The data below:

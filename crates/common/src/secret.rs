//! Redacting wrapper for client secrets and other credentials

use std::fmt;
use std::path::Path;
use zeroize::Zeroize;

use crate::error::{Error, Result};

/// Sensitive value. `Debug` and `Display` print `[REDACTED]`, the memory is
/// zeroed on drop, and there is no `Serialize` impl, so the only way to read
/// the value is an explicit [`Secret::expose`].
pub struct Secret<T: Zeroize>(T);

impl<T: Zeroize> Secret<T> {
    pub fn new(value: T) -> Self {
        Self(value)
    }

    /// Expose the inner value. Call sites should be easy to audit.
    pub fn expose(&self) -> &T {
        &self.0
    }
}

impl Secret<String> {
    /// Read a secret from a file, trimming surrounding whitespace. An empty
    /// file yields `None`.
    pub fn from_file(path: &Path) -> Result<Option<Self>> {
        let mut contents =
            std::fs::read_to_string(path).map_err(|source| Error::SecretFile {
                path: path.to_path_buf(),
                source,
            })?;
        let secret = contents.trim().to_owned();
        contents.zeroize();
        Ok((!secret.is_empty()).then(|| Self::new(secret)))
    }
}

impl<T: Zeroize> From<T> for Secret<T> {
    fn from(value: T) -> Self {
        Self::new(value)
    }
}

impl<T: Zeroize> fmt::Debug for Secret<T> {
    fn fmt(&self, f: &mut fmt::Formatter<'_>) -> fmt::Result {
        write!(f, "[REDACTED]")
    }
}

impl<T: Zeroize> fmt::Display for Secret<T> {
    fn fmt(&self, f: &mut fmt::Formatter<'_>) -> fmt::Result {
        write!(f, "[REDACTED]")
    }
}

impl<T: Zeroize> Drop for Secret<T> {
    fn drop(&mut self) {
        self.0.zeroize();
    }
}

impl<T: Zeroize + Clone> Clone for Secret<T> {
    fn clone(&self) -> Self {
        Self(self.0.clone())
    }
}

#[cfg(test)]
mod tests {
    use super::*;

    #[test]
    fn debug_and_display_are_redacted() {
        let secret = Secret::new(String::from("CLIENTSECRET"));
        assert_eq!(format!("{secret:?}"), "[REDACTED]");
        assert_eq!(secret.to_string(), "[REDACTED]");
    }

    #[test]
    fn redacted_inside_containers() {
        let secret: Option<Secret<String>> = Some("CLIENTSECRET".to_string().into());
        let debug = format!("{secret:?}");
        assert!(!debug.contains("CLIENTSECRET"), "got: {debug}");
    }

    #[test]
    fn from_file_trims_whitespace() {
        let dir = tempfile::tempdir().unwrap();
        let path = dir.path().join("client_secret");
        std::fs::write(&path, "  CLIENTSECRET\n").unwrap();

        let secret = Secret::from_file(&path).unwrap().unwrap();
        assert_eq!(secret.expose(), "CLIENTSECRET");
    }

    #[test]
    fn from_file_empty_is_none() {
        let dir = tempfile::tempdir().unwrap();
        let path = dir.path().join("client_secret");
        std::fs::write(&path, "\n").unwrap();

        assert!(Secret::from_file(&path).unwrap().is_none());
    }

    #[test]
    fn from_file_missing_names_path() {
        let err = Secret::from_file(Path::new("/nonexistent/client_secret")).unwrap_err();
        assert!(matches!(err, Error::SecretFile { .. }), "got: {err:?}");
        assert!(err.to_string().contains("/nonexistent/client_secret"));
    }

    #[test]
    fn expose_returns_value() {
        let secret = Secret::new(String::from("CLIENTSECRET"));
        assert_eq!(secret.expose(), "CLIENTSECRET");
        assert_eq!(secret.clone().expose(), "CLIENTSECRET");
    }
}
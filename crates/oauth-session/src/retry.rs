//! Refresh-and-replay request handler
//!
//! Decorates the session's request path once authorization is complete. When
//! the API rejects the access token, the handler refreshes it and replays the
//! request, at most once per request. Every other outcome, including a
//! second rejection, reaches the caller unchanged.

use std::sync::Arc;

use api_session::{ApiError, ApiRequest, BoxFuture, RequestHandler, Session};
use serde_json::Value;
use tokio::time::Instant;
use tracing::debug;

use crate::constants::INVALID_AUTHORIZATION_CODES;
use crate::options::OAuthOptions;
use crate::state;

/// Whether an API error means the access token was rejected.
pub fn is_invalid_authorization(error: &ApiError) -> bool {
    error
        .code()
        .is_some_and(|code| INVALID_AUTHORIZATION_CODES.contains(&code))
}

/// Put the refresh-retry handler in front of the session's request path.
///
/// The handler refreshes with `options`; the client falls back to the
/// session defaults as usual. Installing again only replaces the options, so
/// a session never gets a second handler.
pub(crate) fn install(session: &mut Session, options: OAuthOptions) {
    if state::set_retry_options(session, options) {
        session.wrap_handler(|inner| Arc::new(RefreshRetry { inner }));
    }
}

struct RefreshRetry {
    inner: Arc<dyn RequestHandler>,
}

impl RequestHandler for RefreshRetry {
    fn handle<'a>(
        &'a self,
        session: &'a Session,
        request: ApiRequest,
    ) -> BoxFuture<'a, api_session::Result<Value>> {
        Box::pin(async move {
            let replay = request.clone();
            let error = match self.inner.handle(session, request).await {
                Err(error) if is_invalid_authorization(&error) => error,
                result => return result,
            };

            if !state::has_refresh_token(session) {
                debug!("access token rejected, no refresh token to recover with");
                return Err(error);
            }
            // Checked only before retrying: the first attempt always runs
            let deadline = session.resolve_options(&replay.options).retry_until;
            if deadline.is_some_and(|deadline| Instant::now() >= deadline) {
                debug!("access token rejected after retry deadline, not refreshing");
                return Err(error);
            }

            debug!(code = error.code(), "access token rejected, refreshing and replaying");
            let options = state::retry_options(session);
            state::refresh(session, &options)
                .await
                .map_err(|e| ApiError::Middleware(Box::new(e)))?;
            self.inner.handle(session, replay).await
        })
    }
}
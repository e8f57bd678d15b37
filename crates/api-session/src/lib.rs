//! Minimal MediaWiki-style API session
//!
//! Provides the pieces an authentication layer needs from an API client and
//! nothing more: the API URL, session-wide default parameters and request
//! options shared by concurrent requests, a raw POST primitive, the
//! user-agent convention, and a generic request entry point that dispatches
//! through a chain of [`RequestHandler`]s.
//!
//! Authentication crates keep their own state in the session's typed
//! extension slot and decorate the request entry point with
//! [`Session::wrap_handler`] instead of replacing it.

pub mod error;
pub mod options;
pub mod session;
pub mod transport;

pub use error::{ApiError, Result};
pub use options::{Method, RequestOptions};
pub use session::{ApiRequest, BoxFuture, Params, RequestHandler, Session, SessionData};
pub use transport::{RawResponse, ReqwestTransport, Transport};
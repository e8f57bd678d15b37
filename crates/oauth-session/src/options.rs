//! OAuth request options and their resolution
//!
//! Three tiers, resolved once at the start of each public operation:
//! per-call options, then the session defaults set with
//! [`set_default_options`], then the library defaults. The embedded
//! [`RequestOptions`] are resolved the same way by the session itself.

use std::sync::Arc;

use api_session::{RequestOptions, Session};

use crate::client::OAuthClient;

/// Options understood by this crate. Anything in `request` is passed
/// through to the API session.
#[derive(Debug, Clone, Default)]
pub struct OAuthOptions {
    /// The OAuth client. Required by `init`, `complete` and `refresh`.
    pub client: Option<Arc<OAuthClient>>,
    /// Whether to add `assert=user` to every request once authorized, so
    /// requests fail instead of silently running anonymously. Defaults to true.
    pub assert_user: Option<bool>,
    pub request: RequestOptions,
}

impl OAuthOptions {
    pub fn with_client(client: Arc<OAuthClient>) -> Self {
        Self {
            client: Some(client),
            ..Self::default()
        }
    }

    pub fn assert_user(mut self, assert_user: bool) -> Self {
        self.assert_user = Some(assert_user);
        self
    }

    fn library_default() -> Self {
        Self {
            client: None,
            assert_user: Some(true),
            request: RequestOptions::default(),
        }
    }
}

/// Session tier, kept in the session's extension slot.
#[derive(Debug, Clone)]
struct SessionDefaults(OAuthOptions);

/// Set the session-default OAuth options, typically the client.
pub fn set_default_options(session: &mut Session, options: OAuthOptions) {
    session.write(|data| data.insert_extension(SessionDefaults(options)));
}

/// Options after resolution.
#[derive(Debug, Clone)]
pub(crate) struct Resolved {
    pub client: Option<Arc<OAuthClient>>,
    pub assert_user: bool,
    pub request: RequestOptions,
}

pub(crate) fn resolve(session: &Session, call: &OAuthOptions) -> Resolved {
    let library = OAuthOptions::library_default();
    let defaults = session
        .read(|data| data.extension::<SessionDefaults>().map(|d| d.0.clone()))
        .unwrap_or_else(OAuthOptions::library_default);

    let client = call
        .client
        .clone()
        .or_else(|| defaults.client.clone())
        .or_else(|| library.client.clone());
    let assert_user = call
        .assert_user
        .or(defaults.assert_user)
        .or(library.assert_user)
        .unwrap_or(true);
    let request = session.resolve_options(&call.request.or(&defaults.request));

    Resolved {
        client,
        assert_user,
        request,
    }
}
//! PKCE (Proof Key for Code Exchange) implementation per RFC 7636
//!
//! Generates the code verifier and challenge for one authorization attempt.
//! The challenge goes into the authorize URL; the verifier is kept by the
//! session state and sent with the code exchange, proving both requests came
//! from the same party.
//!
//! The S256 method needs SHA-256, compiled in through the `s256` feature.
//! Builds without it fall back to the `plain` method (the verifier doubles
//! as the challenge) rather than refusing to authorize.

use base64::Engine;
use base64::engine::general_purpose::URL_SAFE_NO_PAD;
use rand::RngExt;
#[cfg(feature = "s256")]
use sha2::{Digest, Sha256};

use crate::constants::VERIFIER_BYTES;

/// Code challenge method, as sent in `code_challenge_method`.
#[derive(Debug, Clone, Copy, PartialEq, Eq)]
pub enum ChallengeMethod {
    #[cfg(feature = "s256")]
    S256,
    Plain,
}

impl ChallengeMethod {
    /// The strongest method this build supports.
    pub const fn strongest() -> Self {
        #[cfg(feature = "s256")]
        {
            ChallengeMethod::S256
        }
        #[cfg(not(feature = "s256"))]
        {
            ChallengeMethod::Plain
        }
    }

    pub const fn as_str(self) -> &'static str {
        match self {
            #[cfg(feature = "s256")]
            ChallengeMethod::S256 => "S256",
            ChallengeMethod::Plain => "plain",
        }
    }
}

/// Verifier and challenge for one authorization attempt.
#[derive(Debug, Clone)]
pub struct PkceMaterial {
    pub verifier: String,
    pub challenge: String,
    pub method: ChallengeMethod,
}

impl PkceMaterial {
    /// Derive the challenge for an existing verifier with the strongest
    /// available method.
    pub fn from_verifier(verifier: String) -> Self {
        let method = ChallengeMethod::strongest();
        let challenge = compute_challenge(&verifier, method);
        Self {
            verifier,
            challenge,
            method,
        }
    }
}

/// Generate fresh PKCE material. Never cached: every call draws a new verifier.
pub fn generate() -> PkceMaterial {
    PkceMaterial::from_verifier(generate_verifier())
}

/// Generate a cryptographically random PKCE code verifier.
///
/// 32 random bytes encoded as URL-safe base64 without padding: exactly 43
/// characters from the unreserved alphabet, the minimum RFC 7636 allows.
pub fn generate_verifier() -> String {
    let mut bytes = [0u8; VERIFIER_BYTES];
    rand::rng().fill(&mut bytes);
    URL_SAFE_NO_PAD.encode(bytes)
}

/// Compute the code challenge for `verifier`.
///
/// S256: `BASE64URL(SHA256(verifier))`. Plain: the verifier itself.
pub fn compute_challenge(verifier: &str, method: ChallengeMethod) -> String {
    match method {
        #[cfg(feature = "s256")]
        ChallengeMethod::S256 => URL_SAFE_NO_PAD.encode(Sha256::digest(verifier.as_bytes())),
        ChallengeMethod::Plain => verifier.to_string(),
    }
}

End of The data.

» **Exercise description**
Only the count is wanted. Count the lines of the data above that include the string "transport".

» **Your response**
2